> What to work on
From the first line of the data below through the line holding "pub mod mastery;", write out each line exactly as it stands.

[Stored data]
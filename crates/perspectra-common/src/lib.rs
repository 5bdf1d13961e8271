//! perspectra-common: Shared models, errors, and mastery rules used across all Perspectra crates.

pub mod error;
pub mod user;
pub mod profile;
pub mod problem;
pub mod review;
pub mod concept;
pub mod mastery;

// Re-export commonly used types
pub use error::ApiError;
pub use user::{User, UserInfo};
pub use profile::{ExperienceLevel, LearningInsights, LearningStyle, LearningVelocity, Profile, ProfileUpdate};
pub use problem::{Problem, ProblemExample, ProblemSummary};
pub use review::{Review, ReviewHistoryEntry, ReviewOutcome, ReviewProfileUpdates};
pub use concept::{Concept, ConceptEdge, ConceptGraphView, StudentConceptNode};
pub use mastery::MasteryStatus;
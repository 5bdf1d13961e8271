//! perspectra-kg: the DSA concept graph.
//!
//! - [`catalog`]: the built-in concepts, dependency edges and practice problems
//! - [`graph`]: in-memory graph with prerequisite / unlock lookups and search
//! - [`overlay`]: a learner's mastery projected onto the graph
//! - [`recommend`]: next concepts to study
//! - [`path`]: shortest learning path between two concepts
//! - [`layout`]: concentric-ring layout, camera transform and hit testing

pub mod catalog;
pub mod error;
pub mod graph;
pub mod layout;
pub mod overlay;
pub mod path;
pub mod recommend;

pub use error::KgError;
pub use graph::ConceptGraph;
pub use layout::{Camera, GraphLayout, Point};
pub use path::LearningPath;
pub use recommend::Recommendation;
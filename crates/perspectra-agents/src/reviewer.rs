//! Reviewer agent: scores a submission and proposes profile updates.

use perspectra_common::{Problem, Profile, ReviewOutcome};

use crate::error::AgentError;
use crate::{list_or, text_or, Agents};

const TEMPERATURE: f32 = 0.2;
const MAX_TOKENS: u32 = 3000;
const TOP_SKILLS: usize = 8;

/// Personalisation block handed to the reviewer.
pub fn personalisation(profile: &Profile) -> String {
    let top = profile.top_skills(TOP_SKILLS);
    let skills = if top.is_empty() {
        "none recorded".to_string()
    } else {
        top.iter()
            .map(|(name, score)| format!("{name}: {score:.2}"))
            .collect::<Vec<_>>()
            .join(", ")
    };

    format!(
        "STUDENT PROFILE\n\
         - Experience level: {experience}\n\
         - Skill level: {skill}\n\
         - Learning velocity: {velocity} ({count} submissions)\n\
         - Preferred style: {style}\n\
         - Background: {background}\n\
         - Goal: {goal}\n\
         - Thinking style so far: {thinking}\n\
         - Strengths: {strengths}\n\
         - Known gaps: {gaps}\n\
         - Recurring mistakes: {mistakes}\n\
         - Recent weaknesses: {weaknesses}\n\
         - Known concepts: {known}\n\
         - Top skills: {skills}",
        experience = profile.experience_level,
        skill = profile.skill_level(),
        velocity = profile.velocity().describe(),
        count = profile.submissions_count,
        style = profile.preferred_style,
        background = text_or(&profile.background, "not given"),
        goal = text_or(&profile.goal, "not given"),
        thinking = profile.thinking_style,
        strengths = list_or(&profile.strengths, "none yet"),
        gaps = list_or(&profile.gaps, "none yet"),
        mistakes = list_or(&profile.mistake_patterns, "none yet"),
        weaknesses = list_or(&profile.recent_weaknesses, "none yet"),
        known = list_or(&profile.known_concepts, "none yet"),
    )
}

impl Agents {
    pub(crate) fn describe_problem(&self, problem: &Problem) -> String {
        let mut out = format!(
            "PROBLEM: {} (difficulty {}/5)\nConcepts: {}\n\n{}",
            problem.title,
            problem.difficulty,
            self.problem_concepts(problem),
            problem.description.trim(),
        );
        if !problem.constraints.is_empty() {
            out.push_str("\n\nConstraints:\n");
            for c in &problem.constraints {
                out.push_str(&format!("- {c}\n"));
            }
        }
        out
    }

    /// Review one submission.
    pub async fn review(
        &self,
        profile: &Profile,
        problem: &Problem,
        code: &str,
        language: &str,
    ) -> Result<ReviewOutcome, AgentError> {
        let system = self.prompts.load("reviewer")?;
        let prompt = format!(
            "{}\n\n{}\n\nSUBMISSION ({language}):\n```{language}\n{}\n```",
            personalisation(profile),
            self.describe_problem(problem),
            code.trim_end(),
        );

        tracing::debug!(user_id = %profile.user_id, problem_id = %problem.id, "running reviewer");
        let value = self.llm.complete_json(&system, &prompt, TEMPERATURE, MAX_TOKENS).await?;
        let outcome: ReviewOutcome = serde_json::from_value(value)?;
        tracing::info!(
            user_id = %profile.user_id,
            problem_id = %problem.id,
            score = outcome.score,
            "review complete"
        );
        Ok(outcome)
    }
}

> Solution for this problem
filename crates/perspectra-common/src/lib.rs
repository 5bdf1d13961e8271
//! perspectra-common: Shared models, errors, and mastery rules used across all Perspectra crates.

pub mod error;
pub mod user;
pub mod profile;
pub mod problem;
pub mod review;
pub mod concept;
pub mod mastery;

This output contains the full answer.